Les vrais responsables de la Grande Guerre…
C’est la lecture d’un récent prix Goncourt qui interpelle l’auteur et l’offusque. Aussi sympathique soit-il, ce livre policier avec la guerre en toile de fond méritait-il un tel prix et surtout était-il utile pour éclairer le terrible conflit que fut la Grande Guerre ? Éclairer un tel conflit ne revient-il pas à poser deux questions essentielles : pourquoi la guerre et comment la guerre ?
Cette seconde interrogation revient à suivre les interactions entre tous les protagonistes alors que la première amène à la recherche des responsables. C’est dans ce sens que Gordon Zola oriente le présent roman, un roman qu’il définit comme comico-tragique.
Le récit débute par un assassinat dans une tranchée, en Champagne en septembre 1917. L’action se déporte en juin 1903, à Belgrade en Serbie. Augustin Bonplaisir est le clown vedette du cirque Castiglione. Il s’est surpassé ce soir-là. Après le spectacle, Olga Tosek, jeune blanchisseuse éblouie par sa prestation, l’entraîne, sans rencontrer de résistance, dans sa chambrette au palais royal. Alors qu’ils dorment après des moments d’une grande intensité, ils sont réveillés par un coup de feu et un vacarme. Augustin assiste à l’exécution du couple royal, Alexandar I et son épouse Draga, une première phase qui amènera au drame de 1914. Bonplaisir est là lors de la seconde phase, le 28 juin 1914, avec l’assassinant de François-Ferdinand et de son épouse Sophie, à Sarajevo.
Dans ce petit baraquement inconfortable, en Champagne, cinq hommes, sans compter le cadavre, tentent de comprendre les raisons de l’égorgement du sixième. Isolés par une pluie torrentielle, ils sont seuls depuis deux jours. Donc l’assassin est parmi eux ! Qui a tué cet homme détestable et pourquoi ?
En plaçant une partie de l’intrigue dans les tranchées, l’auteur décrit la vie dans ce bourbier tout en laissant son héros expliciter les racines du conflit, les responsabilités et les desseins qui ont amené à cette guerre. Le huis clos, à la façon du célébrissime Dix petits nègres, permet de couvrir, avec les différents protagonistes, d’autres événements qui se rattachent aux causes de la conflagration.

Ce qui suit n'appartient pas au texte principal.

//! Dashboard summary

use crm_ui::Tone;

use crate::model::{Activity, ActivityStatus, LeadStatus};
use crate::store::Store;

/// Number of activities listed under "Recent Activities".
pub const RECENT_ACTIVITY_COUNT: usize = 3;

/// One headline figure.
#[derive(Debug, Clone, PartialEq, Eq)]
pub struct Stat {
    pub label: &'static str,
    pub value: usize,
    pub tone: Tone,
}

/// Figures computed from the store for the dashboard page.
#[derive(Debug, Clone)]
pub struct DashboardSummary {
    /// Leads still in the pipeline.
    pub active_leads: usize,
    pub contacts: usize,
    /// Leads closed as won.
    pub deals_won: usize,
    pub upcoming_activities: usize,
    /// Most recent activities by due date, newest first.
    pub recent_activities: Vec<Activity>,
}

impl DashboardSummary {
    pub fn from_store(store: &Store) -> Self {
        let active_leads = store.leads().iter().filter(|l| !l.status.is_closed()).count();
        let deals_won = store
            .leads()
            .iter()
            .filter(|l| l.status == LeadStatus::ClosedWon)
            .count();
        let upcoming_activities = store
            .activities()
            .iter()
            .filter(|a| a.status == ActivityStatus::Upcoming)
            .count();

        let mut recent_activities = store.activities().to_vec();
        recent_activities.sort_by(|a, b| b.due_date.cmp(&a.due_date));
        recent_activities.truncate(RECENT_ACTIVITY_COUNT);

        Self {
            active_leads,
            contacts: store.contacts().len(),
            deals_won,
            upcoming_activities,
            recent_activities,
        }
    }

    /// The headline figures, in display order.
    pub fn stats(&self) -> [Stat; 4] {
        [
            Stat {
                label: "Active Leads",
                value: self.active_leads,
                tone: Tone::Green,
            },
            Stat {
                label: "Contacts",
                value: self.contacts,
                tone: Tone::Blue,
            },
            Stat {
                label: "Deals Closed (Won)",
                value: self.deals_won,
                tone: Tone::Purple,
            },
            Stat {
                label: "Upcoming Activities",
                value: self.upcoming_activities,
                tone: Tone::Orange,
            },
        ]
    }
}
//! Dotted-path lookup into serialized records.
//!
//! Lookups never fail: a path that does not exist in the record resolves to
//! `None`, which displays as an empty string.

use serde_json::Value;

/// Walk `path` (segments separated by `.`) through objects by key and
/// through arrays by numeric index.
pub fn resolve_path<'v>(root: &'v Value, path: &str) -> Option<&'v Value> {
    path.split('.').try_fold(root, |current, segment| match current {
        Value::Object(map) => map.get(segment),
        Value::Array(items) => segment.parse::<usize>().ok().and_then(|i| items.get(i)),
        _ => None,
    })
}

/// Display text for a resolved value. Missing and `null` values are empty.
pub fn display_value(value: Option<&Value>) -> String {
    match value {
        None | Some(Value::Null) => String::new(),
        Some(Value::String(s)) => s.clone(),
        Some(Value::Bool(b)) => b.to_string(),
        Some(Value::Number(n)) => n.to_string(),
        Some(Value::Array(items)) => items
            .iter()
            .map(|item| display_value(Some(item)))
            .collect::<Vec<_>>()
            .join(", "),
        Some(object @ Value::Object(_)) => object.to_string(),
    }
}

#[cfg(test)]
mod tests {
    use serde_json::json;

    use super::*;

    #[test]
    fn resolves_nested_object_path() {
        let record = json!({ "address": { "city": "Pune" } });
        assert_eq!(resolve_path(&record, "address.city"), Some(&json!("Pune")));
    }

    #[test]
    fn missing_segment_is_none() {
        let record = json!({});
        assert_eq!(resolve_path(&record, "address.city"), None);
        assert_eq!(display_value(resolve_path(&record, "address.city")), "");
    }

    #[test]
    fn walking_through_a_scalar_is_none() {
        let record = json!({ "name": "Innovatech" });
        assert_eq!(resolve_path(&record, "name.first"), None);
    }

    #[test]
    fn array_segments_index_by_position() {
        let record = json!({ "tags": ["vip", "north"] });
        assert_eq!(resolve_path(&record, "tags.1"), Some(&json!("north")));
        assert_eq!(resolve_path(&record, "tags.9"), None);
        assert_eq!(resolve_path(&record, "tags.first"), None);
    }

    #[test]
    fn empty_path_is_none() {
        let record = json!({ "name": "x" });
        assert_eq!(resolve_path(&record, ""), None);
    }

    #[test]
    fn display_of_scalars() {
        assert_eq!(display_value(Some(&json!(null))), "");
        assert_eq!(display_value(Some(&json!(150))), "150");
        assert_eq!(display_value(Some(&json!(0))), "0");
        assert_eq!(display_value(Some(&json!(2.5))), "2.5");
        assert_eq!(display_value(Some(&json!(false))), "false");
        assert_eq!(display_value(Some(&json!(""))), "");
    }

    #[test]
    fn display_of_collections() {
        assert_eq!(display_value(Some(&json!(["a", 1, null]))), "a, 1, ");
        assert_eq!(display_value(Some(&json!({ "k": 1 }))), r#"{"k":1}"#);
    }
}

L’auteur démontre avec rigueur les fondements qui ont fait que cette tuerie était inévitable avec le jeu des alliances, le besoin de territoires, d’accès à des passages maritimes pour la Russie, la haine de certains dirigeants hexagonaux pour l’Allemagne, les dessous des Emprunts russes et les conséquences induites, le panslavisme… Avec une chronologie des événements, les dates réelles de mobilisation, le voyage, dans les derniers jours de juillet de Poincaré chez le Tsar, l’assassinat de Jaurès, Gordon Zola dresse un tableau sans faille des enchaînements.
Il décrit une Troisième République où la corruption allait bon train, avec le trafic des décorations, la valse des portefeuilles…
Mais ce roman est aussi une source inépuisable de bons mots, de jeux de mots, de situations truculentes, de calembours et de facéties. L’auteur se livre à son humour habituel, posant cependant, nombre de questions, soulevant nombre de points d’une réelle importance, apportant des points de vue pertinents. Il offre quelques pages superbes quand il détaille les prolongements d’une interrogation de son héros : “Allait-il favoriser les plaisirs de l’alcool ou ceux du sexe ? “
Ainsi, pour cet homme assassiné, peut-on dire qu’il est mort à la guerre car il a été égorgé à cinquante mètres de la boucherie officielle ? Comment en était-on arrivé à pouvoir idolâtrer un clown, de fausses icones, se demande Augustin quand il est acclamé ? Gaston Leroux, ce remarquable romancier, est cité plusieurs fois dans le récit.
Après Fais gaffe à ta Gaule, Un manchot pour l’Empereur, J’écluse !, Cartonne 14 s’inscrit dans une suite de romans historiques détaillant un événement marquant, avec pour héros un Bonplaisir. Ces romans historico-déconnants révèlent, sous un humour qui couvre toute la gamme des railleries, une véritable recherche documentaire, une analyse fine et une vision acérée des situations. Un régal de lecture !
serge perraud
Gordon Zola, Cartonne 14 – Tranchées dans le vif, Les Éditions du Léopard Masqué, coll. Romans “historico-déconnants”, octobre 2017, 208 p. – 18,00 €.